Cornelia de Grassi and the Upper Canada Rebellion: A Tale of Old North York

A thirteen-year-old girl, in acts of derring-do, helped the government side win in the 1837 Upper Canada Rebellion.

Cornelia de Grassi was the daughter of Phillipe de Grassi (shown in picture), descendant of a noble Italian family, who settled in what is now the Don Mills-Lawrence Avenue East area, on a 200-acre grant in 1831. He was a supporter of the government side in Upper Canada and wrote in his diary, “After a fire (in 1833), I managed amidst great trials and difficulties to struggle on until that unfortunate rebellion broke out in 1837 when Mr. W. L. Mackenzie thought to take upon himself more regal functions and declared that my property with that of many other loyal men should be parceled out among his followers.”

On the evening of December 4, 1837, when the rebellion broke out, de Grassi went to Toronto with his daughters, Charlotte, age 15, and Cornelia, age 13, to offer his services to the government and governor, Sir Francis Bond Head. He volunteered to discover the strength of the rebel party. Head accepted the offer and de Grassi, instead of doing the spying himself, asked Cornelia to do it, perhaps figuring that the rebels would not be suspicious of a child.

De Grassi wrote about her daring expedition in his diary, “Cornelia, a capital rider, rode out under the pretense of wishing to know the price of a sleigh, went to the wheelwright’s shop close to Montgomery’s tavern, and being suspected was taken prisoner by some of the rebels who ordered her to dismount.”

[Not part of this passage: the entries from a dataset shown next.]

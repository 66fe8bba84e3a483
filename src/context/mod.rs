// Copyright (c) 2025 Fabstir
// SPDX-License-Identifier: BUSL-1.1
//! Process lifecycle and pipeline orchestration
//!
//! `RagContext` replaces the reference pipeline's module-level singletons
//! with explicit initialization: construct it once at startup from config,
//! run the build phase or load the persisted snapshot for serving, and pass
//! the context by reference afterwards. The loaded snapshot is shared
//! read-only, so concurrent `answer` calls need no coordination.
//!
//! Build and serve phases never interleave on one snapshot: a build stages
//! a complete artifact set and atomically replaces the persisted index.

use std::sync::Arc;
use std::time::Instant;

use chrono::Utc;
use tracing::info;

use crate::chunker;
use crate::composer::{AnswerComposer, AnswerRecord};
use crate::config::RagConfig;
use crate::embeddings::{EmbeddingProvider, OpenAiEmbeddings};
use crate::errors::RagError;
use crate::generation::{GenerationProvider, OpenAiChat};
use crate::index::{IndexManifest, VectorIndexSnapshot};
use crate::pages;
use crate::retriever::{RetrievalResult, Retriever};

/// Explicitly initialized pipeline state
pub struct RagContext {
    config: RagConfig,
    embedder: Arc<dyn EmbeddingProvider>,
    generator: Arc<dyn GenerationProvider>,
    snapshot: Option<Arc<VectorIndexSnapshot>>,
}

impl RagContext {
    /// Construct a context wired to the OpenAI providers from config
    pub fn new(config: RagConfig) -> Result<Self, RagError> {
        config.validate()?;
        if config.openai_api_key.is_empty() {
            return Err(RagError::Configuration(
                "provider API key is empty".to_string(),
            ));
        }

        let embedder = OpenAiEmbeddings::new(
            config.openai_api_key.clone(),
            config.embedding_model.clone(),
            config.embedding_dimension,
            config.request_timeout_secs,
        )?;
        let generator = OpenAiChat::new(
            config.openai_api_key.clone(),
            config.generation_model.clone(),
            config.request_timeout_secs,
        )?;

        Ok(Self {
            config,
            embedder: Arc::new(embedder),
            generator: Arc::new(generator),
            snapshot: None,
        })
    }

    /// Construct a context with caller-supplied providers (offline, tests)
    pub fn with_providers(
        config: RagConfig,
        embedder: Arc<dyn EmbeddingProvider>,
        generator: Arc<dyn GenerationProvider>,
    ) -> Result<Self, RagError> {
        config.validate()?;
        Ok(Self {
            config,
            embedder,
            generator,
            snapshot: None,
        })
    }

    pub fn config(&self) -> &RagConfig {
        &self.config
    }

    /// Build phase: pages -> chunks -> vectors -> persisted snapshot
    ///
    /// Chunk files and the chunk manifest are written as a build side
    /// effect; embedding runs in fixed-size batches so only one batch of
    /// provider activations is in flight at a time. Any error aborts the
    /// whole build with no partial index written.
    pub async fn build_index(&mut self) -> Result<IndexManifest, RagError> {
        let started = Instant::now();
        let config = &self.config;

        let corpus = pages::load_pages(&config.pages_dir)?;
        info!(pages = corpus.len(), dir = %config.pages_dir.display(), "Loaded page corpus");

        let (texts, metas) =
            chunker::chunk_corpus(&corpus, config.chunk_size, config.chunk_overlap)?;
        if texts.is_empty() {
            return Err(RagError::InvariantViolation(format!(
                "corpus at {} produced no chunks",
                config.pages_dir.display()
            )));
        }
        chunker::write_chunks(&config.chunks_dir, &texts, &metas)?;
        info!(chunks = texts.len(), "Chunked corpus and wrote chunk manifest");

        let mut vectors = Vec::with_capacity(texts.len());
        for (batch_no, batch) in texts.chunks(config.embed_batch_size).enumerate() {
            let embedded = self.embedder.embed(batch).await?;
            vectors.extend(embedded);
            info!(
                batch = batch_no + 1,
                embedded = vectors.len(),
                total = texts.len(),
                "Embedded chunk batch"
            );
        }

        let manifest = IndexManifest {
            model_id: self.embedder.model_id().to_string(),
            dimension: self.embedder.dimension(),
            vector_count: 0,
            chunk_size: config.chunk_size,
            chunk_overlap: config.chunk_overlap,
            built_at: Utc::now(),
        };

        let snapshot = VectorIndexSnapshot::build(vectors, texts, metas, manifest)?;
        snapshot.save(&config.vectorstore_dir)?;

        let manifest = snapshot.manifest().clone();
        info!(
            vectors = manifest.vector_count,
            elapsed_ms = started.elapsed().as_millis() as u64,
            "Index build complete"
        );

        self.snapshot = Some(Arc::new(snapshot));
        Ok(manifest)
    }

    /// Serving phase: load the persisted snapshot read-only
    ///
    /// Fails with `IndexNotLoaded` when no index has been built yet.
    pub fn load_serving(&mut self) -> Result<(), RagError> {
        let snapshot = VectorIndexSnapshot::load(&self.config.vectorstore_dir)?;
        info!(
            vectors = snapshot.manifest().vector_count,
            model = %snapshot.manifest().model_id,
            "Loaded vector index snapshot"
        );
        self.snapshot = Some(Arc::new(snapshot));
        Ok(())
    }

    fn snapshot(&self) -> Result<Arc<VectorIndexSnapshot>, RagError> {
        self.snapshot.clone().ok_or_else(|| {
            RagError::IndexNotLoaded(
                "no snapshot loaded; call build_index or load_serving first".to_string(),
            )
        })
    }

    /// The single operation exposed to the UI/CLI collaborator
    ///
    /// Retrieves the top-k passages for the query and composes a
    /// citation-constrained answer. Errors are isolated to this query and
    /// never unload the shared snapshot.
    pub async fn answer(&self, query: &str) -> Result<(String, Vec<RetrievalResult>), RagError> {
        let snapshot = self.snapshot()?;
        let retriever = Retriever::new(self.embedder.clone(), snapshot);
        let retrieved = retriever.retrieve(query, self.config.top_k).await?;

        let composer = AnswerComposer::new(
            self.generator.clone(),
            self.config.temperature,
            self.config.max_answer_tokens,
        );
        let AnswerRecord {
            answer_text,
            retrieved,
            ..
        } = composer.compose(query, retrieved).await?;

        Ok((answer_text, retrieved))
    }

    /// Full text of one page, for the collaborator's "show full page"
    pub fn show_page(&self, page_number: u32) -> Result<String, RagError> {
        pages::load_page(&self.config.pages_dir, page_number)
    }
}
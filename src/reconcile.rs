//! Periodically reconciled fund balances for dashboards.
//!
//! The ledger never reads from this cache; it is refreshed from the ledger.

use std::{
    collections::HashMap,
    sync::{Arc, RwLock},
    time::Duration,
};

use rust_decimal::Decimal;
use serde::Serialize;
use time::OffsetDateTime;
use tokio::task::JoinHandle;

use welfund_core::{LedgerError, StorageError};

use crate::ledger::Ledger;

#[derive(Debug, Clone, PartialEq, Serialize)]
pub struct CachedBalance {
    pub fund_id: Arc<str>,
    pub balance: Decimal,
    pub entry_count: u64,
    #[serde(with = "time::serde::rfc3339")]
    pub reconciled_at: OffsetDateTime,
}

#[derive(Clone, Default)]
pub struct BalanceCache {
    balances: Arc<RwLock<HashMap<Arc<str>, CachedBalance>>>,
}

impl BalanceCache {
    pub fn new() -> Self {
        Self::default()
    }

    pub fn get(&self, fund_id: &str) -> Option<CachedBalance> {
        self.balances.read().ok()?.get(fund_id).cloned()
    }

    /// Recomputes every fund from the ledger. Returns the number of funds refreshed.
    pub fn reconcile_all(&self, ledger: &Ledger) -> Result<usize, LedgerError> {
        let reconciled_at = OffsetDateTime::now_utc();
        let mut fresh = HashMap::new();
        for summary in ledger.summaries()? {
            fresh.insert(
                summary.fund_id.clone(),
                CachedBalance {
                    balance: summary.balance(),
                    fund_id: summary.fund_id,
                    entry_count: summary.entry_count,
                    reconciled_at,
                },
            );
        }

        let count = fresh.len();
        let mut balances = self
            .balances
            .write()
            .map_err(|_| StorageError::Other("balance cache lock poisoned".to_string()))?;
        *balances = fresh;
        Ok(count)
    }
}

/// Spawns the background task that refreshes `cache` every `interval`.
pub fn spawn_reconciler(cache: BalanceCache, ledger: Ledger, interval: Duration) -> JoinHandle<()> {
    tokio::spawn(async move {
        let mut ticker = tokio::time::interval(interval);
        loop {
            ticker.tick().await;
            let cache = cache.clone();
            let ledger = ledger.clone();
            match tokio::task::spawn_blocking(move || cache.reconcile_all(&ledger)).await {
                Ok(Ok(funds)) => tracing::debug!(funds, "Balances reconciled"),
                Ok(Err(e)) => tracing::warn!(error = %e, "Balance reconciliation failed"),
                Err(e) => tracing::error!(error = %e, "Reconciler task panicked"),
            }
        }
    })
}
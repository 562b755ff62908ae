use std::sync::Arc;

use welfund_memory::InMemoryStorage;
use welfund_postgres::PostgresStorage;
use welfund_sqlite::SqliteStorage;

use crate::config::{StorageConfig, StorageKind};

// Re-export core storage types so callers only depend on this crate
pub use welfund_core::storage::{StorageBackend, StorageError, TransactionId};

/// Opens the backend selected in configuration.
pub fn open_storage(config: &StorageConfig) -> Result<Arc<dyn StorageBackend>, StorageError> {
    let storage: Arc<dyn StorageBackend> = match config.backend {
        StorageKind::Memory => Arc::new(InMemoryStorage::new()),
        StorageKind::Sqlite => Arc::new(SqliteStorage::new(&config.path)?),
        StorageKind::Postgres => {
            let url = config
                .url
                .as_deref()
                .ok_or_else(|| StorageError::Other("storage.url is required for postgres".to_string()))?;
            Arc::new(PostgresStorage::new(url)?)
        }
    };
    tracing::info!(backend = ?config.backend, "Storage opened");
    Ok(storage)
}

Despite the danger, Cornelia was unflustered. Luckily for her the rebels’ attention was soon distracted when Mackenzie announced that the western mail had been captured by the rebels. In the confusion and rejoicing, Cornelia had the presence of mind to gallop away as several muskets were fired at her. She barely escaped alive. One musket ball went through her saddle and another grazed her clothing.

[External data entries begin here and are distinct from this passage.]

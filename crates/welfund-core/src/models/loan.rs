use std::{fmt::Display, str::FromStr, sync::Arc};

use rust_decimal::Decimal;
use serde::{Deserialize, Serialize};
use time::{Date, OffsetDateTime};
use uuid::Uuid;

use super::UnknownVariant;
use crate::amortization::RateBasis;

#[derive(Debug, Clone, Copy, PartialEq, Eq, Hash, Serialize, Deserialize)]
#[serde(rename_all = "snake_case")]
pub enum LoanStatus {
    Applied,
    Approved,
    Disbursed,
    Repaying,
    Completed,
    Defaulted,
    WrittenOff,
    Rejected,
}

impl LoanStatus {
    pub fn as_str(&self) -> &'static str {
        match self {
            LoanStatus::Applied => "applied",
            LoanStatus::Approved => "approved",
            LoanStatus::Disbursed => "disbursed",
            LoanStatus::Repaying => "repaying",
            LoanStatus::Completed => "completed",
            LoanStatus::Defaulted => "defaulted",
            LoanStatus::WrittenOff => "written_off",
            LoanStatus::Rejected => "rejected",
        }
    }

    pub fn can_transition_to(&self, next: LoanStatus) -> bool {
        use LoanStatus::*;
        matches!(
            (*self, next),
            (Applied, Approved)
                | (Applied, Rejected)
                | (Approved, Disbursed)
                | (Approved, Rejected)
                | (Disbursed, Repaying)
                | (Disbursed, Completed)
                | (Disbursed, Defaulted)
                | (Repaying, Completed)
                | (Repaying, Defaulted)
                | (Defaulted, Repaying)
                | (Defaulted, WrittenOff)
        )
    }

    /// Statuses in which the borrower holds money and repayments are accepted.
    pub fn accepts_repayments(&self) -> bool {
        matches!(
            self,
            LoanStatus::Disbursed | LoanStatus::Repaying | LoanStatus::Defaulted
        )
    }
}

impl FromStr for LoanStatus {
    type Err = UnknownVariant;

    fn from_str(s: &str) -> Result<Self, Self::Err> {
        match s {
            "applied" => Ok(LoanStatus::Applied),
            "approved" => Ok(LoanStatus::Approved),
            "disbursed" => Ok(LoanStatus::Disbursed),
            "repaying" => Ok(LoanStatus::Repaying),
            "completed" => Ok(LoanStatus::Completed),
            "defaulted" => Ok(LoanStatus::Defaulted),
            "written_off" => Ok(LoanStatus::WrittenOff),
            "rejected" => Ok(LoanStatus::Rejected),
            _ => Err(UnknownVariant::new("loan status", s)),
        }
    }
}

impl Display for LoanStatus {
    fn fmt(&self, f: &mut std::fmt::Formatter<'_>) -> std::fmt::Result {
        f.write_str(self.as_str())
    }
}

#[derive(Debug, Clone, Copy, PartialEq, Eq, Hash, Serialize, Deserialize)]
#[serde(rename_all = "snake_case")]
pub enum LoanType {
    Emergency,
    BikeRepair,
    Fuel,
    Medical,
    SchoolFees,
    Business,
    Other,
}

impl LoanType {
    pub fn as_str(&self) -> &'static str {
        match self {
            LoanType::Emergency => "emergency",
            LoanType::BikeRepair => "bike_repair",
            LoanType::Fuel => "fuel",
            LoanType::Medical => "medical",
            LoanType::SchoolFees => "school_fees",
            LoanType::Business => "business",
            LoanType::Other => "other",
        }
    }
}

impl FromStr for LoanType {
    type Err = UnknownVariant;

    fn from_str(s: &str) -> Result<Self, Self::Err> {
        match s {
            "emergency" => Ok(LoanType::Emergency),
            "bike_repair" => Ok(LoanType::BikeRepair),
            "fuel" => Ok(LoanType::Fuel),
            "medical" => Ok(LoanType::Medical),
            "school_fees" => Ok(LoanType::SchoolFees),
            "business" => Ok(LoanType::Business),
            "other" => Ok(LoanType::Other),
            _ => Err(UnknownVariant::new("loan type", s)),
        }
    }
}

#[derive(Debug, Clone, Copy, PartialEq, Eq, Hash, Serialize, Deserialize)]
#[serde(rename_all = "snake_case")]
pub enum PaymentMethod {
    Mpesa,
    Cash,
    Deduction,
    ContributionOffset,
}

impl PaymentMethod {
    pub fn as_str(&self) -> &'static str {
        match self {
            PaymentMethod::Mpesa => "mpesa",
            PaymentMethod::Cash => "cash",
            PaymentMethod::Deduction => "deduction",
            PaymentMethod::ContributionOffset => "contribution_offset",
        }
    }
}

impl FromStr for PaymentMethod {
    type Err = UnknownVariant;

    fn from_str(s: &str) -> Result<Self, Self::Err> {
        match s {
            "mpesa" => Ok(PaymentMethod::Mpesa),
            "cash" => Ok(PaymentMethod::Cash),
            "deduction" => Ok(PaymentMethod::Deduction),
            "contribution_offset" => Ok(PaymentMethod::ContributionOffset),
            _ => Err(UnknownVariant::new("payment method", s)),
        }
    }
}

#[derive(Debug, Clone, PartialEq, Serialize, Deserialize)]
pub struct Loan {
    pub id: Arc<str>,
    pub member_id: Arc<str>,
    pub loan_type: LoanType,
    pub status: LoanStatus,

    pub requested_amount: Decimal,
    pub approved_amount: Option<Decimal>,
    pub disbursed_amount: Option<Decimal>,

    /// Percentage, interpreted per `rate_basis`.
    pub interest_rate: Decimal,
    pub rate_basis: RateBasis,
    pub term_months: u32,

    // Populated once, at approval.
    pub monthly_payment: Option<Decimal>,
    pub total_interest: Option<Decimal>,
    pub total_amount: Option<Decimal>,

    pub purpose: Arc<str>,
    pub guarantors: Vec<Arc<str>>,
    pub approved_by: Option<Arc<str>>,
    pub rejection_reason: Option<Arc<str>>,

    #[serde(with = "time::serde::rfc3339")]
    pub applied_at: OffsetDateTime,
    #[serde(with = "time::serde::rfc3339::option")]
    pub approved_at: Option<OffsetDateTime>,
    #[serde(with = "time::serde::rfc3339::option")]
    pub disbursed_at: Option<OffsetDateTime>,
    pub expected_completion_date: Option<Date>,
}

impl Loan {
    /// The amount the amortization schedule runs on.
    pub fn principal(&self) -> Decimal {
        self.approved_amount.unwrap_or(self.requested_amount)
    }
}

#[derive(Debug, Clone, PartialEq, Serialize, Deserialize)]
pub struct LoanRepayment {
    pub id: Uuid,
    pub sequence: u64,
    pub loan_id: Arc<str>,
    pub amount: Decimal,
    pub payment_method: PaymentMethod,
    pub transaction_reference: Option<Arc<str>>,
    pub principal_amount: Decimal,
    pub interest_amount: Decimal,
    pub collected_by: Option<Arc<str>>,
    pub notes: Arc<str>,
    #[serde(with = "time::serde::rfc3339")]
    pub paid_at: OffsetDateTime,
}

/// Repayment totals projected from a loan's repayment history.
#[derive(Debug, Clone, PartialEq, Eq, Serialize, Deserialize)]
pub struct LoanPosition {
    pub loan_id: Arc<str>,
    pub principal: Decimal,
    pub total_repaid: Decimal,
    pub principal_repaid: Decimal,
    pub interest_repaid: Decimal,
    pub balance_remaining: Decimal,
    pub repayment_count: u64,
}

impl LoanPosition {
    pub fn project(loan: &Loan, repayments: &[LoanRepayment]) -> Self {
        let principal = loan.principal();
        let mut position = Self {
            loan_id: loan.id.clone(),
            principal,
            total_repaid: Decimal::ZERO,
            principal_repaid: Decimal::ZERO,
            interest_repaid: Decimal::ZERO,
            balance_remaining: principal,
            repayment_count: 0,
        };

        for r in repayments.iter().filter(|r| r.loan_id == loan.id) {
            position.total_repaid += r.amount;
            position.principal_repaid += r.principal_amount;
            position.interest_repaid += r.interest_amount;
            position.repayment_count += 1;
        }
        position.balance_remaining = (principal - position.principal_repaid).max(Decimal::ZERO);
        position
    }

    pub fn is_cleared(&self) -> bool {
        self.balance_remaining.is_zero()
    }
}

Arriving back in Toronto, she passed on crucial information as to the number and condition of the rebels. She reported that the number of rebels had been greatly exaggerated. This information was invaluable for the government forces in dealing with Mackenzie and his supporters. “Thus the Loyalists were encouraged, measures were taken to meet Mackenzie’s attack and so my poor child was the means of saving Toronto where he had many partisans,” her father wrote in his diary. Based on her information about the relatively small number of rebels, Sir Francis Bond Head, who had previously been so sure of defeat that he had put his family on board an England-bound steamer, revised his thinking and decided to hold out.

The heroic Cornelia’s adventures did not stop here. After following the government “loyal” troops up Yonge Street, she was on her way home when she discovered rebel Peter Matthews setting fire to the Don Bridge. Again she returned to the city and gave the alarm.

He was captured soon afterwards and was later hanged for treason.

Charlotte de Grassi had her share of excitement, too. Returning from Toronto, she was fired upon and wounded by a large party of rebels.

NOTE: De Grassi Street, off Queen Street East, near Broadview Avenue, and the popular TV series, are both named after this family.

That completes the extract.